Health & Medical Mental Health

Psychiatry Practice Changers 2014

Psychiatry Practice Changers 2014

Long-acting Injectables: Defining Their Role


Antipsychotic nonadherence is estimated to be as high as 40%, greatly increasing the risk for relapse in patients with psychosis. The worrisome epidemiology comes with enormous potential costs to patients and their families—financial stress, worsening mental and medical health, and, most seriously, increased risk for suicide among them. Long-acting injectable (LAI) antipsychotic formulations were developed to hopefully address the problems of nonadherence and relapse.

Less frequent dosing can encourage and enable patients to better adhere to the medication schedule. From the clinician's perspective, the exact knowledge of if and when a patient stops taking the scheduled medication allows for a timely outreach during a window of opportunity where the blood level does not drop precipitously, and patients and/or caregivers can be reached to get the patients back on treatment that they require to stay stable. However, the question of the potential benefits of LAIs in research settings and real-world patients still has experts debating on page and podium.

Two recent randomized controlled trials reported no advantage of LAI risperidone (Risperdal®) over oral antipsychotics, a finding echoed by previous work. But as the authors concluded and Donald C. Goff pointed out in a JAMA editorial earlier this year, this lack of a difference could be partly due to the fact that schizophrenia patients willing to enroll in clinical trials may have better adherence patterns and receive different interventions inherent to a research study that enhance adherence behaviors vs in real-world settings, so they benefit more from oral agents than do often nonadherent patients followed in usual care settings.

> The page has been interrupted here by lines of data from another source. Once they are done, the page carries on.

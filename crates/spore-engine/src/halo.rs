//! Boundary-layer exchange between ring neighbours.
//!
//! Each exchange moves two layers in each direction around the ring:
//!
//! | Sent layer       | To   | Tag          | Lands in (receiver)  |
//! |------------------|------|--------------|----------------------|
//! | first interior   | prev | `TowardPrev` | trailing halo        |
//! | last interior    | next | `TowardNext` | leading halo         |
//!
//! All four operations are posted before any is waited on, so a ring of
//! one or two workers (where `prev == next`, or both are self) cannot
//! deadlock.

use smallvec::SmallVec;
use spore_comm::{CommError, Communicator, Payload, Request, Tag};
use spore_grid::{GridBuffer, Halo, RingTopology};

use crate::error::EngineError;

/// Posted but not yet completed halo exchange.
#[must_use = "a halo exchange must be completed before the buffer is read"]
#[derive(Debug)]
pub struct PendingHalo {
    requests: SmallVec<[Request; 4]>,
}

/// Post the exchange of `grid`'s boundary layers with the neighbours in
/// `ring`.
pub fn post(
    comm: &Communicator,
    ring: &RingTopology,
    grid: &GridBuffer,
) -> Result<PendingHalo, CommError> {
    let mut requests: SmallVec<[Request; 4]> = SmallVec::new();
    requests.push(
        comm.isend(
            ring.prev,
            Tag::TowardPrev,
            Payload::Cells(grid.first_interior().to_vec()),
        )?
        .into(),
    );
    requests.push(comm.irecv(ring.next, Tag::TowardPrev)?.into());
    requests.push(
        comm.isend(
            ring.next,
            Tag::TowardNext,
            Payload::Cells(grid.last_interior().to_vec()),
        )?
        .into(),
    );
    requests.push(comm.irecv(ring.prev, Tag::TowardNext)?.into());
    Ok(PendingHalo { requests })
}

impl PendingHalo {
    /// Wait for every transfer and write the received layers into
    /// `grid`'s halos.
    pub fn complete(self, comm: &mut Communicator, grid: &mut GridBuffer) -> Result<(), EngineError> {
        let mut received = comm.wait_all(self.requests)?.into_iter().flatten();
        let (Some(from_next), Some(from_prev)) = (received.next(), received.next()) else {
            return Err(CommError::UnexpectedPayload {
                expected: "cells",
                got: "nothing",
            }
            .into());
        };
        grid.fill_halo(Halo::Trailing, &from_next.into_cells()?)?;
        grid.fill_halo(Halo::Leading, &from_prev.into_cells()?)?;
        Ok(())
    }
}

/// Post and complete an exchange in one call.
pub fn exchange(
    comm: &mut Communicator,
    ring: &RingTopology,
    grid: &mut GridBuffer,
) -> Result<(), EngineError> {
    let pending = post(comm, ring, grid)?;
    pending.complete(comm, grid)
}

#[cfg(test)]
mod tests {
    use super::*;
    use spore_comm::Universe;
    use spore_grid::Partition;
    use std::thread;

    /// Each worker's interior layer `i` is filled with `rank * 10 + i`.
    fn labelled(rank: usize, depth: usize, side: usize) -> GridBuffer {
        let mut g = GridBuffer::new(depth, side).unwrap();
        for x in 1..=depth {
            g.layer_mut(x).unwrap().fill((rank * 10 + x) as u8);
        }
        g
    }

    fn run_ring(workers: usize) -> Vec<GridBuffer> {
        let partition = Partition::new(6, workers).unwrap();
        let handles: Vec<_> = Universe::new(workers)
            .unwrap()
            .into_endpoints()
            .into_iter()
            .map(|mut comm| {
                let ring = partition.ring(comm.rank()).unwrap();
                let depth = partition.slab(comm.rank()).unwrap().depth();
                thread::spawn(move || {
                    let mut grid = labelled(comm.rank(), depth, 6);
                    exchange(&mut comm, &ring, &mut grid).unwrap();
                    grid
                })
            })
            .collect();
        handles.into_iter().map(|h| h.join().unwrap()).collect()
    }

    #[test]
    fn single_worker_wraps_onto_itself() {
        let grids = run_ring(1);
        let g = &grids[0];
        assert!(g.layer(0).unwrap().iter().all(|&c| c == 6));
        assert!(g.layer(7).unwrap().iter().all(|&c| c == 1));
    }

    #[test]
    fn two_workers_swap_both_directions() {
        let grids = run_ring(2);
        // Worker 0 owns layers 1..=3 labelled 1..=3; worker 1 labelled 11..=13.
        assert!(grids[0].layer(0).unwrap().iter().all(|&c| c == 13));
        assert!(grids[0].layer(4).unwrap().iter().all(|&c| c == 11));
        assert!(grids[1].layer(0).unwrap().iter().all(|&c| c == 3));
        assert!(grids[1].layer(4).unwrap().iter().all(|&c| c == 1));
    }

    #[test]
    fn three_workers_receive_from_correct_sides() {
        let grids = run_ring(3);
        // Depth 2 each: labels (1,2), (11,12), (21,22).
        assert!(grids[1].layer(0).unwrap().iter().all(|&c| c == 2));
        assert!(grids[1].layer(3).unwrap().iter().all(|&c| c == 21));
        assert!(grids[0].layer(0).unwrap().iter().all(|&c| c == 22));
        assert!(grids[2].layer(3).unwrap().iter().all(|&c| c == 1));
    }

    #[test]
    fn interior_unchanged_by_exchange() {
        let grids = run_ring(3);
        for (rank, g) in grids.iter().enumerate() {
            assert_eq!(g.interior(), labelled(rank, 2, 6).interior());
        }
    }
}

This interpretation of the results is in line with findings from mirror-image studies published in 2013 showing that LAIs are significantly more effective in preventing hospitalizations compared with oral antipsychotics. Mirror studies compare periods of different treatments in the same patients. Despite a potential observation bias during the often prospective LAI period, these studies may provide a more real-world comparison of two agents as observed in clinical care where clinicians also compare different approaches in the same patient and in those who are clinically eligible for a switch to an LAI having problems with adherence and relapses on oral agents.

Relatedly, findings from the ACLAIMS (A Comparison of Long-acting Medications for Schizophrenia) trial—the first randomized comparison of a first- vs a second-generation LAI antipsychotic—were reported in JAMA this year. ACLAIMS included patients at high risk for relapse, better representing a real-world sample. The investigators found no statistically significant difference in the rate of efficacy failure for paliperidone (Invega® Sustenna®) compared with haloperidol (Haldol®), though the long-acting paliperidone was associated with more weight gain and increases in prolactin, while more akathisia was seen with the long-acting haloperidol.

LAI use varies greatly across countries and cultures despite the fact that different degrees of nonadherence are universal and common in patients with severe psychotic disorders. As data are emerging that repeated relapses may reduce treatment responsiveness, clinicians should consider the use of LAIs earlier in the treatment algorithm, offering their use to patients in a nonpunitive, proactive, and preventive fashion.